Livestock ownership—an important part of many Ethiopian households’ livelihoods—can contribute to children’s nutrition, but the link is not always straightforward. Cow ownership raises children’s milk consumption and height-for-age and reduces child stunting, particularly in areas where markets for milk are limited and home consumption is more important (data from Amhara, Oromiya, SNNP, and Tigray regions in Hoddinott, Headey, and Dereje 2015). Qualitative research in the pastoralist Sitti (formerly Shinile) and Liben Zones of Somali region revealed that animal milk plays a large role in the diets of young children, but that milk supply is vulnerable during the dry season and droughts (Sadler and Catley 2009). In Amhara, Oromia, Somali, SNNP, and Tigray regions, a household’s poultry ownership is positively associated with children’s height-for-age, but keeping poultry inside the home overnight is negatively associated with children’s height-for-age, suggesting a trade-off between improved diet and increased exposure to pathogens that can negatively affect nutritional status (Headey and Hirvonen 2016).
Finally, several studies show an association between market access, roads, and nutrition.
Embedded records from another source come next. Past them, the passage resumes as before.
//! Vote repository.

use std::sync::Arc;

use boardvote_common::{AppError, AppResult};
use sea_orm::{
    ActiveModelTrait, ColumnTrait, ConnectionTrait, DatabaseConnection, DatabaseTransaction,
    EntityTrait, QueryFilter, QueryOrder, TransactionTrait,
};

use super::db_err;
use crate::entities::{
    vote::{self, VoteEntityType, VoteStatus},
    Vote,
};

/// Repository for vote records.
#[derive(Clone)]
pub struct VoteRepository {
    db: Arc<DatabaseConnection>,
}

impl VoteRepository {
    /// Create a new vote repository.
    #[must_use]
    pub const fn new(db: Arc<DatabaseConnection>) -> Self {
        Self { db }
    }

    /// The shared connection, for reads outside a transaction.
    #[must_use]
    pub fn conn(&self) -> &DatabaseConnection {
        self.db.as_ref()
    }

    /// Start a transaction on the shared connection.
    pub async fn begin(&self) -> AppResult<DatabaseTransaction> {
        self.db.begin().await.map_err(db_err)
    }

    /// Find vote by ID.
    pub async fn find_by_id<C: ConnectionTrait>(
        &self,
        conn: &C,
        id: &str,
    ) -> AppResult<Option<vote::Model>> {
        Vote::find_by_id(id).one(conn).await.map_err(db_err)
    }

    /// Get vote by ID, failing with `VoteNotFound`.
    pub async fn get_by_id<C: ConnectionTrait>(&self, conn: &C, id: &str) -> AppResult<vote::Model> {
        self.find_by_id(conn, id)
            .await?
            .ok_or_else(|| AppError::VoteNotFound(id.to_string()))
    }

    /// Insert a new vote.
    pub async fn create<C: ConnectionTrait>(
        &self,
        conn: &C,
        model: vote::ActiveModel,
    ) -> AppResult<vote::Model> {
        model.insert(conn).await.map_err(db_err)
    }

    /// Update a vote unconditionally.
    pub async fn update<C: ConnectionTrait>(
        &self,
        conn: &C,
        model: vote::ActiveModel,
    ) -> AppResult<vote::Model> {
        model.update(conn).await.map_err(db_err)
    }

    /// Apply `changes` only if the vote is currently in one of `from`.
    ///
    /// Returns `false` when another writer moved the vote first; exactly one
    /// of several concurrent transitions out of the same status wins.
    pub async fn transition<C: ConnectionTrait>(
        &self,
        conn: &C,
        id: &str,
        from: &[VoteStatus],
        changes: vote::ActiveModel,
    ) -> AppResult<bool> {
        let result = Vote::update_many()
            .set(changes)
            .filter(vote::Column::Id.eq(id))
            .filter(vote::Column::Status.is_in(from.iter().copied()))
            .exec(conn)
            .await
            .map_err(db_err)?;

        Ok(result.rows_affected == 1)
    }

    /// Delete a vote if it is still in one of `from`. Configuration and
    /// options cascade; audit actions stay.
    pub async fn delete<C: ConnectionTrait>(
        &self,
        conn: &C,
        id: &str,
        from: &[VoteStatus],
    ) -> AppResult<bool> {
        let result = Vote::delete_many()
            .filter(vote::Column::Id.eq(id))
            .filter(vote::Column::Status.is_in(from.iter().copied()))
            .exec(conn)
            .await
            .map_err(db_err)?;

        Ok(result.rows_affected == 1)
    }

    /// Votes attached to a governance record, newest first.
    pub async fn find_by_entity<C: ConnectionTrait>(
        &self,
        conn: &C,
        entity_type: VoteEntityType,
        entity_id: &str,
    ) -> AppResult<Vec<vote::Model>> {
        Vote::find()
            .filter(vote::Column::EntityType.eq(entity_type))
            .filter(vote::Column::EntityId.eq(entity_id))
            .order_by_desc(vote::Column::CreatedAt)
            .order_by_desc(vote::Column::Id)
            .all(conn)
            .await
            .map_err(db_err)
    }

    /// Votes held in a meeting, newest first.
    pub async fn find_by_meeting<C: ConnectionTrait>(
        &self,
        conn: &C,
        meeting_id: &str,
    ) -> AppResult<Vec<vote::Model>> {
        Vote::find()
            .filter(vote::Column::MeetingId.eq(meeting_id))
            .order_by_desc(vote::Column::CreatedAt)
            .order_by_desc(vote::Column::Id)
            .all(conn)
            .await
            .map_err(db_err)
    }

    /// Votes of a board, optionally restricted to one status, newest first.
    pub async fn find_by_board<C: ConnectionTrait>(
        &self,
        conn: &C,
        board_id: &str,
        status: Option<VoteStatus>,
    ) -> AppResult<Vec<vote::Model>> {
        let mut query = Vote::find().filter(vote::Column::BoardId.eq(board_id));
        if let Some(status) = status {
            query = query.filter(vote::Column::Status.eq(status));
        }

        query
            .order_by_desc(vote::Column::CreatedAt)
            .order_by_desc(vote::Column::Id)
            .all(conn)
            .await
            .map_err(db_err)
    }

    /// All votes currently accepting ballots, oldest opening first.
    pub async fn find_open<C: ConnectionTrait>(&self, conn: &C) -> AppResult<Vec<vote::Model>> {
        Vote::find()
            .filter(vote::Column::Status.eq(VoteStatus::Open))
            .order_by_asc(vote::Column::OpenedAt)
            .all(conn)
            .await
            .map_err(db_err)
    }
}

#[cfg(test)]
#[allow(clippy::unwrap_used)]
mod tests {
    use super::*;
    use crate::entities::vote::VoteOutcome;
    use chrono::Utc;
    use sea_orm::{DatabaseBackend, MockDatabase, MockExecResult, Set};

    fn create_test_vote(id: &str, status: VoteStatus) -> vote::Model {
        vote::Model {
            id: id.to_string(),
            entity_type: Some(VoteEntityType::AgendaItem),
            entity_id: Some("item1".to_string()),
            meeting_id: Some("meeting1".to_string()),
            board_id: "board1".to_string(),
            title: "Approve budget".to_string(),
            description: None,
            status,
            outcome: VoteOutcome::None,
            created_by: "user1".to_string(),
            created_at: Utc::now().into(),
            opened_at: None,
            closed_at: None,
            updated_at: None,
        }
    }

    #[tokio::test]
    async fn test_get_by_id() {
        let vote = create_test_vote("vote1", VoteStatus::Draft);

        let db = Arc::new(
            MockDatabase::new(DatabaseBackend::Postgres)
                .append_query_results([[vote.clone()]])
                .into_connection(),
        );

        let repo = VoteRepository::new(db);
        let result = repo.get_by_id(repo.conn(), "vote1").await.unwrap();

        assert_eq!(result.title, "Approve budget");
        assert_eq!(result.status, VoteStatus::Draft);
    }

    #[tokio::test]
    async fn test_get_by_id_not_found() {
        let db = Arc::new(
            MockDatabase::new(DatabaseBackend::Postgres)
                .append_query_results([Vec::<vote::Model>::new()])
                .into_connection(),
        );

        let repo = VoteRepository::new(db);
        let result = repo.get_by_id(repo.conn(), "missing").await;

        assert!(matches!(result, Err(AppError::VoteNotFound(id)) if id == "missing"));
    }

    #[tokio::test]
    async fn test_transition_won() {
        let db = Arc::new(
            MockDatabase::new(DatabaseBackend::Postgres)
                .append_exec_results([MockExecResult {
                    last_insert_id: 0,
                    rows_affected: 1,
                }])
                .into_connection(),
        );

        let repo = VoteRepository::new(db);
        let changes = vote::ActiveModel {
            status: Set(VoteStatus::Closed),
            ..Default::default()
        };
        let won = repo
            .transition(repo.conn(), "vote1", &[VoteStatus::Open], changes)
            .await
            .unwrap();

        assert!(won);
    }

    #[tokio::test]
    async fn test_transition_lost() {
        let db = Arc::new(
            MockDatabase::new(DatabaseBackend::Postgres)
                .append_exec_results([MockExecResult {
                    last_insert_id: 0,
                    rows_affected: 0,
                }])
                .into_connection(),
        );

        let repo = VoteRepository::new(db);
        let changes = vote::ActiveModel {
            status: Set(VoteStatus::Closed),
            ..Default::default()
        };
        let won = repo
            .transition(repo.conn(), "vote1", &[VoteStatus::Open], changes)
            .await
            .unwrap();

        assert!(!won);
    }

    #[tokio::test]
    async fn test_find_by_board() {
        let db = Arc::new(
            MockDatabase::new(DatabaseBackend::Postgres)
                .append_query_results([[
                    create_test_vote("vote2", VoteStatus::Open),
                    create_test_vote("vote1", VoteStatus::Open),
                ]])
                .into_connection(),
        );

        let repo = VoteRepository::new(db);
        let result = repo
            .find_by_board(repo.conn(), "board1", Some(VoteStatus::Open))
            .await
            .unwrap();

        assert_eq!(result.len(), 2);
        assert_eq!(result[0].id, "vote2");
    }
}
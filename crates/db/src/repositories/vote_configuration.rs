//! Vote configuration and option repository.

use std::sync::Arc;

use boardvote_common::AppResult;
use sea_orm::{
    ActiveModelTrait, ColumnTrait, ConnectionTrait, DatabaseConnection, EntityTrait,
    IntoActiveModel, QueryFilter, QueryOrder,
};

use super::db_err;
use crate::entities::{vote_configuration, vote_option, VoteConfiguration, VoteOption};

/// Repository for vote rules and the option set.
#[derive(Clone)]
pub struct VoteConfigurationRepository {
    db: Arc<DatabaseConnection>,
}

impl VoteConfigurationRepository {
    /// Create a new configuration repository.
    #[must_use]
    pub const fn new(db: Arc<DatabaseConnection>) -> Self {
        Self { db }
    }

    /// The shared connection, for reads outside a transaction.
    #[must_use]
    pub fn conn(&self) -> &DatabaseConnection {
        self.db.as_ref()
    }

    /// Find the configuration of a vote.
    pub async fn find_by_vote_id<C: ConnectionTrait>(
        &self,
        conn: &C,
        vote_id: &str,
    ) -> AppResult<Option<vote_configuration::Model>> {
        VoteConfiguration::find_by_id(vote_id)
            .one(conn)
            .await
            .map_err(db_err)
    }

    /// Find the configurations of several votes at once.
    pub async fn find_by_vote_ids<C: ConnectionTrait>(
        &self,
        conn: &C,
        vote_ids: &[String],
    ) -> AppResult<Vec<vote_configuration::Model>> {
        if vote_ids.is_empty() {
            return Ok(vec![]);
        }

        VoteConfiguration::find()
            .filter(vote_configuration::Column::VoteId.is_in(vote_ids.iter().cloned()))
            .all(conn)
            .await
            .map_err(db_err)
    }

    /// Store the configuration of a vote, replacing any earlier one.
    pub async fn replace<C: ConnectionTrait>(
        &self,
        conn: &C,
        config: vote_configuration::Model,
    ) -> AppResult<vote_configuration::Model> {
        VoteConfiguration::delete_by_id(config.vote_id.clone())
            .exec(conn)
            .await
            .map_err(db_err)?;

        config
            .into_active_model()
            .reset_all()
            .insert(conn)
            .await
            .map_err(db_err)
    }

    /// Options of a vote in display order.
    pub async fn find_options<C: ConnectionTrait>(
        &self,
        conn: &C,
        vote_id: &str,
    ) -> AppResult<Vec<vote_option::Model>> {
        VoteOption::find()
            .filter(vote_option::Column::VoteId.eq(vote_id))
            .order_by_asc(vote_option::Column::DisplayOrder)
            .order_by_asc(vote_option::Column::Id)
            .all(conn)
            .await
            .map_err(db_err)
    }

    /// Replace the full option set of a vote.
    pub async fn replace_options<C: ConnectionTrait>(
        &self,
        conn: &C,
        vote_id: &str,
        options: Vec<vote_option::Model>,
    ) -> AppResult<Vec<vote_option::Model>> {
        VoteOption::delete_many()
            .filter(vote_option::Column::VoteId.eq(vote_id))
            .exec(conn)
            .await
            .map_err(db_err)?;

        let mut inserted = Vec::with_capacity(options.len());
        for option in options {
            let model = option
                .into_active_model()
                .reset_all()
                .insert(conn)
                .await
                .map_err(db_err)?;
            inserted.push(model);
        }

        Ok(inserted)
    }
}
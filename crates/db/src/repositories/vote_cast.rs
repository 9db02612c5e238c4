//! Ballot ledger repository.

use std::sync::Arc;

use boardvote_common::AppResult;
use sea_orm::{
    ActiveModelTrait, ColumnTrait, ConnectionTrait, DatabaseConnection, EntityTrait,
    IntoActiveModel, QueryFilter, QueryOrder, QuerySelect,
};

use super::db_err;
use crate::entities::{vote_cast, VoteCast};

/// Repository for the append-only ballot ledger.
#[derive(Clone)]
pub struct VoteCastRepository {
    db: Arc<DatabaseConnection>,
}

impl VoteCastRepository {
    /// Create a new ballot repository.
    #[must_use]
    pub const fn new(db: Arc<DatabaseConnection>) -> Self {
        Self { db }
    }

    /// The shared connection, for reads outside a transaction.
    #[must_use]
    pub fn conn(&self) -> &DatabaseConnection {
        self.db.as_ref()
    }

    /// Append a ballot. A duplicate `(vote, user, revision)` or
    /// `(vote, sequence)` surfaces as `Conflict`.
    pub async fn append<C: ConnectionTrait>(
        &self,
        conn: &C,
        ballot: vote_cast::Model,
    ) -> AppResult<vote_cast::Model> {
        ballot
            .into_active_model()
            .reset_all()
            .insert(conn)
            .await
            .map_err(db_err)
    }

    /// Sequence number for the next ballot of a vote.
    pub async fn next_sequence<C: ConnectionTrait>(&self, conn: &C, vote_id: &str) -> AppResult<i64> {
        let last = VoteCast::find()
            .filter(vote_cast::Column::VoteId.eq(vote_id))
            .order_by_desc(vote_cast::Column::Sequence)
            .one(conn)
            .await
            .map_err(db_err)?;

        Ok(last.map_or(1, |b| b.sequence + 1))
    }

    /// All ballots of a vote in submission order.
    pub async fn find_by_vote<C: ConnectionTrait>(
        &self,
        conn: &C,
        vote_id: &str,
    ) -> AppResult<Vec<vote_cast::Model>> {
        VoteCast::find()
            .filter(vote_cast::Column::VoteId.eq(vote_id))
            .order_by_asc(vote_cast::Column::Sequence)
            .all(conn)
            .await
            .map_err(db_err)
    }

    /// One user's ballot history, oldest first.
    pub async fn find_by_user<C: ConnectionTrait>(
        &self,
        conn: &C,
        vote_id: &str,
        user_id: &str,
    ) -> AppResult<Vec<vote_cast::Model>> {
        VoteCast::find()
            .filter(vote_cast::Column::VoteId.eq(vote_id))
            .filter(vote_cast::Column::UserId.eq(user_id))
            .order_by_asc(vote_cast::Column::Revision)
            .all(conn)
            .await
            .map_err(db_err)
    }

    /// A user's most recent ballot.
    pub async fn find_latest_for_user<C: ConnectionTrait>(
        &self,
        conn: &C,
        vote_id: &str,
        user_id: &str,
    ) -> AppResult<Option<vote_cast::Model>> {
        VoteCast::find()
            .filter(vote_cast::Column::VoteId.eq(vote_id))
            .filter(vote_cast::Column::UserId.eq(user_id))
            .order_by_desc(vote_cast::Column::Revision)
            .one(conn)
            .await
            .map_err(db_err)
    }

    /// Distinct users with at least one ballot.
    pub async fn find_voter_ids<C: ConnectionTrait>(
        &self,
        conn: &C,
        vote_id: &str,
    ) -> AppResult<Vec<String>> {
        VoteCast::find()
            .select_only()
            .column(vote_cast::Column::UserId)
            .distinct()
            .filter(vote_cast::Column::VoteId.eq(vote_id))
            .into_tuple::<String>()
            .all(conn)
            .await
            .map_err(db_err)
    }
}
//! Request extractors.

use axum::{
    extract::FromRequestParts,
    http::{StatusCode, header, request::Parts},
};
use boardvote_core::{Actor, ClientInfo};

/// Authenticated actor extractor.
#[derive(Debug, Clone)]
pub struct AuthActor(pub Actor);

impl<S> FromRequestParts<S> for AuthActor
where
    S: Send + Sync,
{
    type Rejection = (StatusCode, &'static str);

    async fn from_request_parts(parts: &mut Parts, _state: &S) -> Result<Self, Self::Rejection> {
        // Set by auth middleware
        parts
            .extensions
            .get::<Actor>()
            .cloned()
            .map(AuthActor)
            .ok_or((StatusCode::UNAUTHORIZED, "Unauthorized"))
    }
}

/// Client address and user agent of the request.
#[derive(Debug, Clone, Default)]
pub struct Client(pub ClientInfo);

impl<S> FromRequestParts<S> for Client
where
    S: Send + Sync,
{
    type Rejection = (StatusCode, &'static str);

    async fn from_request_parts(parts: &mut Parts, _state: &S) -> Result<Self, Self::Rejection> {
        let headers = &parts.headers;

        // First hop is the originating client
        let ip_address = headers
            .get("X-Forwarded-For")
            .and_then(|v| v.to_str().ok())
            .and_then(|v| v.split(',').next())
            .map(str::trim)
            .filter(|v| !v.is_empty())
            .map(ToString::to_string);
        let user_agent = headers
            .get(header::USER_AGENT)
            .and_then(|v| v.to_str().ok())
            .map(ToString::to_string);

        Ok(Self(ClientInfo {
            ip_address,
            user_agent,
        }))
    }
}
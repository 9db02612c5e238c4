//! Roster collaborator.
//!
//! The board directory owns who sits on a board and with what voting
//! weight. A vote reads the roster exactly once, when it opens, and keeps
//! its own snapshot afterwards.

use std::collections::HashSet;
use std::time::Duration;

use async_trait::async_trait;
use boardvote_common::{AppError, AppResult};
use serde::{Deserialize, Serialize};
use url::Url;

/// One roster row as supplied by the directory (or inline with `open`).
#[derive(Debug, Clone, PartialEq, Serialize, Deserialize)]
#[serde(rename_all = "camelCase")]
pub struct RosterEntry {
    pub user_id: String,
    pub user_name: String,
    pub user_role: String,
    /// Voting weight; the configured default applies when absent.
    #[serde(default)]
    pub weight: Option<f64>,
    /// Defaults to eligible.
    #[serde(default)]
    pub eligible: Option<bool>,
}

/// A roster row after validation, ready to be snapshotted.
#[derive(Debug, Clone, PartialEq)]
pub struct SnapshotEntry {
    pub user_id: String,
    pub user_name: String,
    pub user_role: String,
    pub weight: f64,
    pub eligible: bool,
}

/// Source of board rosters.
#[async_trait]
pub trait RosterProvider: Send + Sync {
    /// Fetch the roster of a board, optionally narrowed to a meeting's
    /// attendees.
    async fn fetch_roster(
        &self,
        board_id: &str,
        meeting_id: Option<&str>,
    ) -> AppResult<Vec<RosterEntry>>;
}

/// Validate roster rows and resolve their defaults.
///
/// Rejects duplicate user ids and negative or non-finite weights.
pub fn snapshot_entries(
    entries: Vec<RosterEntry>,
    default_weight: f64,
) -> AppResult<Vec<SnapshotEntry>> {
    let mut seen = HashSet::new();
    let mut snapshot = Vec::with_capacity(entries.len());

    for entry in entries {
        if entry.user_id.trim().is_empty() {
            return Err(AppError::Validation(
                "Roster entry without user id".to_string(),
            ));
        }
        if !seen.insert(entry.user_id.clone()) {
            return Err(AppError::Validation(format!(
                "Duplicate roster entry for user {}",
                entry.user_id
            )));
        }

        let weight = entry.weight.unwrap_or(default_weight);
        if !weight.is_finite() || weight < 0.0 {
            return Err(AppError::Validation(format!(
                "Invalid weight {weight} for user {}",
                entry.user_id
            )));
        }

        snapshot.push(SnapshotEntry {
            user_id: entry.user_id,
            user_name: entry.user_name,
            user_role: entry.user_role,
            weight,
            eligible: entry.eligible.unwrap_or(true),
        });
    }

    Ok(snapshot)
}

/// Roster provider backed by the board directory's HTTP API.
#[derive(Clone)]
pub struct HttpRosterProvider {
    base_url: Url,
    http_client: reqwest::Client,
}

impl HttpRosterProvider {
    /// Create a provider for the directory at `base_url`.
    pub fn new(base_url: &str, timeout: Duration) -> AppResult<Self> {
        let base_url = Url::parse(base_url)
            .map_err(|e| AppError::Config(format!("Invalid roster directory URL: {e}")))?;
        if base_url.cannot_be_a_base() {
            return Err(AppError::Config(format!(
                "Roster directory URL cannot be a base: {base_url}"
            )));
        }

        let http_client = reqwest::Client::builder()
            .timeout(timeout)
            .user_agent(concat!("boardvote/", env!("CARGO_PKG_VERSION")))
            .build()
            .map_err(|e| AppError::Internal(format!("Failed to build HTTP client: {e}")))?;

        Ok(Self {
            base_url,
            http_client,
        })
    }

    /// `{base}/boards/{board_id}/roster[?meetingId=…]`
    fn roster_url(&self, board_id: &str, meeting_id: Option<&str>) -> AppResult<Url> {
        let mut url = self.base_url.clone();
        url.path_segments_mut()
            .map_err(|()| AppError::Config("Roster directory URL cannot be a base".to_string()))?
            .pop_if_empty()
            .extend(["boards", board_id, "roster"]);
        if let Some(meeting_id) = meeting_id {
            url.query_pairs_mut().append_pair("meetingId", meeting_id);
        }
        Ok(url)
    }
}

#[async_trait]
impl RosterProvider for HttpRosterProvider {
    async fn fetch_roster(
        &self,
        board_id: &str,
        meeting_id: Option<&str>,
    ) -> AppResult<Vec<RosterEntry>> {
        let url = self.roster_url(board_id, meeting_id)?;
        tracing::debug!(%url, "Fetching board roster");

        let response = self
            .http_client
            .get(url)
            .send()
            .await
            .map_err(|e| AppError::ExternalService(format!("Roster request failed: {e}")))?;

        if !response.status().is_success() {
            return Err(AppError::ExternalService(format!(
                "Roster directory returned {}",
                response.status()
            )));
        }

        response
            .json::<Vec<RosterEntry>>()
            .await
            .map_err(|e| AppError::ExternalService(format!("Invalid roster response: {e}")))
    }
}

/// Roster provider with a fixed set of entries.
#[derive(Debug, Clone, Default)]
pub struct StaticRosterProvider {
    entries: Vec<RosterEntry>,
}

impl StaticRosterProvider {
    /// Create a provider that always returns `entries`.
    #[must_use]
    pub const fn new(entries: Vec<RosterEntry>) -> Self {
        Self { entries }
    }
}

#[async_trait]
impl RosterProvider for StaticRosterProvider {
    async fn fetch_roster(
        &self,
        _board_id: &str,
        _meeting_id: Option<&str>,
    ) -> AppResult<Vec<RosterEntry>> {
        Ok(self.entries.clone())
    }
}

/// Provider used when no directory is configured; votes must then be
/// opened with an inline roster.
#[derive(Debug, Clone, Copy, Default)]
pub struct NoRosterProvider;

#[async_trait]
impl RosterProvider for NoRosterProvider {
    async fn fetch_roster(
        &self,
        board_id: &str,
        _meeting_id: Option<&str>,
    ) -> AppResult<Vec<RosterEntry>> {
        Err(AppError::ExternalService(format!(
            "No roster directory configured; supply a roster to open votes of board {board_id}"
        )))
    }
}

#[cfg(test)]
#[allow(clippy::unwrap_used)]
mod tests {
    use super::*;

    fn entry(user_id: &str, weight: Option<f64>) -> RosterEntry {
        RosterEntry {
            user_id: user_id.to_string(),
            user_name: user_id.to_uppercase(),
            user_role: "director".to_string(),
            weight,
            eligible: None,
        }
    }

    #[test]
    fn test_snapshot_defaults() {
        let snapshot = snapshot_entries(vec![entry("a", None), entry("b", Some(2.5))], 1.0).unwrap();

        assert_eq!(snapshot.len(), 2);
        assert_eq!(snapshot[0].weight, 1.0);
        assert!(snapshot[0].eligible);
        assert_eq!(snapshot[1].weight, 2.5);
    }

    #[test]
    fn test_snapshot_rejects_duplicates() {
        let result = snapshot_entries(vec![entry("a", None), entry("a", None)], 1.0);
        assert!(matches!(result, Err(AppError::Validation(_))));
    }

    #[test]
    fn test_snapshot_rejects_bad_weights() {
        assert!(snapshot_entries(vec![entry("a", Some(-1.0))], 1.0).is_err());
        assert!(snapshot_entries(vec![entry("a", Some(f64::NAN))], 1.0).is_err());
        assert!(snapshot_entries(vec![entry("a", Some(0.0))], 1.0).is_ok());
    }

    #[test]
    fn test_roster_entry_deserialize() {
        let json = r#"[{"userId":"u1","userName":"Ada","userRole":"chair","weight":2}]"#;
        let entries: Vec<RosterEntry> = serde_json::from_str(json).unwrap();

        assert_eq!(entries[0].user_id, "u1");
        assert_eq!(entries[0].weight, Some(2.0));
        assert_eq!(entries[0].eligible, None);
    }

    #[test]
    fn test_roster_url() {
        let provider =
            HttpRosterProvider::new("https://directory.example.com/api/", Duration::from_secs(5))
                .unwrap();

        let url = provider.roster_url("board 1", Some("m1")).unwrap();
        assert_eq!(
            url.as_str(),
            "https://directory.example.com/api/boards/board%201/roster?meetingId=m1"
        );

        let url = provider.roster_url("b2", None).unwrap();
        assert_eq!(url.as_str(), "https://directory.example.com/api/boards/b2/roster");
    }

    #[test]
    fn test_invalid_directory_url() {
        let result = HttpRosterProvider::new("not a url", Duration::from_secs(5));
        assert!(matches!(result, Err(AppError::Config(_))));
    }

    #[tokio::test]
    async fn test_static_provider() {
        let provider = StaticRosterProvider::new(vec![entry("a", None)]);
        let roster = provider.fetch_roster("board1", None).await.unwrap();
        assert_eq!(roster.len(), 1);
    }

    #[tokio::test]
    async fn test_no_provider_errors() {
        let result = NoRosterProvider.fetch_roster("board1", None).await;
        assert!(matches!(result, Err(AppError::ExternalService(_))));
    }
}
All else being equal, children whose households are located closer to food markets in East Tigray Zone, Tigray region, have greater weight-for-age and weight-for-height, although proximity to markets is not sufficient to offset poor nutrition in the lean season (Abay and Hirvonen 2016). In Alefa woreda, Amhara region, remote communities have poorer diets than communities that are less remote (Stifel and Minten 2017). Mothers’ nutritional knowledge is positively associated with children’s dietary diversity in Alefa woreda, Amhara region, but only in areas with good access to markets (Hirvonen et al. 2017). Furthermore, children in households that produce a more diverse range of agricultural products tend to have more diverse diets, particularly in areas where there is poor market integration (Hirvonen and Hoddinott 2014).